◆ GIVEN DATA

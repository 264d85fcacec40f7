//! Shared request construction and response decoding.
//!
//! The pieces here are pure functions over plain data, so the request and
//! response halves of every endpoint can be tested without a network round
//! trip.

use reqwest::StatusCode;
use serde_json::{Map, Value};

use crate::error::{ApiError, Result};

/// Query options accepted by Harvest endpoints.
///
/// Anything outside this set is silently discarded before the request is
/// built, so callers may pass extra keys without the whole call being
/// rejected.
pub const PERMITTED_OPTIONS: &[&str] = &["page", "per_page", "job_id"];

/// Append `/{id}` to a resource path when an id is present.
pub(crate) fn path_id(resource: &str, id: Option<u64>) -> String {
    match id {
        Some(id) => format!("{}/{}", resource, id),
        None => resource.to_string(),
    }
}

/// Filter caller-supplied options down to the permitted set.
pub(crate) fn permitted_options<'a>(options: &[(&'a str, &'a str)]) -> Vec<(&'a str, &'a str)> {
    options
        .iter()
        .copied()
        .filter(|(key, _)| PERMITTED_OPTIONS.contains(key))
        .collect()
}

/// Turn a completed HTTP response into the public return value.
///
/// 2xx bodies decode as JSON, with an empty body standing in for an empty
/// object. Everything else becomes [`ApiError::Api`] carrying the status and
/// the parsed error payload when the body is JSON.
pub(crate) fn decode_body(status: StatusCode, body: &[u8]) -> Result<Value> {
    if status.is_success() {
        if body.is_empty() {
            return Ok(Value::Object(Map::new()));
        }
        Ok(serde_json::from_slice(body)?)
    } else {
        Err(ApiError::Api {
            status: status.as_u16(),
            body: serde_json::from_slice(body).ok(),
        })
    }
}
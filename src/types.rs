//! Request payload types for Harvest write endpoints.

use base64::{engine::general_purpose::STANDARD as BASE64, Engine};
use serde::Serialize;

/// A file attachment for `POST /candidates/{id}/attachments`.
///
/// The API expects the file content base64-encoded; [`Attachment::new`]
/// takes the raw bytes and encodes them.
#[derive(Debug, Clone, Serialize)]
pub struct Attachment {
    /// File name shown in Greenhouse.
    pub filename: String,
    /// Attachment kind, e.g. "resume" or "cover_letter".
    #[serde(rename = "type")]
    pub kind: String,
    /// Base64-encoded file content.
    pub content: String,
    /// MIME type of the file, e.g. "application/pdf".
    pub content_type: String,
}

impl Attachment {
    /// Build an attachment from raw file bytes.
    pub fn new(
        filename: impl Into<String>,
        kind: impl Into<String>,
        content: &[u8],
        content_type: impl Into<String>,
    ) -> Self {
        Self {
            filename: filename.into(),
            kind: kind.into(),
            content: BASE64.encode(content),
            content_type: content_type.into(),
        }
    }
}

◆ TASK
The response should be the listing above, limited to the lines between the one holding "the permitted set." and the one holding "Harvest write endpoints.", inclusive, reproduced exactly.

◆ RESPONSE BOX
/// Filter caller-supplied options down to the permitted set.
pub(crate) fn permitted_options<'a>(options: &[(&'a str, &'a str)]) -> Vec<(&'a str, &'a str)> {
    options
        .iter()
        .copied()
        .filter(|(key, _)| PERMITTED_OPTIONS.contains(key))
        .collect()
}

/// Turn a completed HTTP response into the public return value.
///
/// 2xx bodies decode as JSON, with an empty body standing in for an empty
/// object. Everything else becomes [`ApiError::Api`] carrying the status and
/// the parsed error payload when the body is JSON.
pub(crate) fn decode_body(status: StatusCode, body: &[u8]) -> Result<Value> {
    if status.is_success() {
        if body.is_empty() {
            return Ok(Value::Object(Map::new()));
        }
        Ok(serde_json::from_slice(body)?)
    } else {
        Err(ApiError::Api {
            status: status.as_u16(),
            body: serde_json::from_slice(body).ok(),
        })
    }
}
filename src/types.rs
//! Request payload types for Harvest write endpoints.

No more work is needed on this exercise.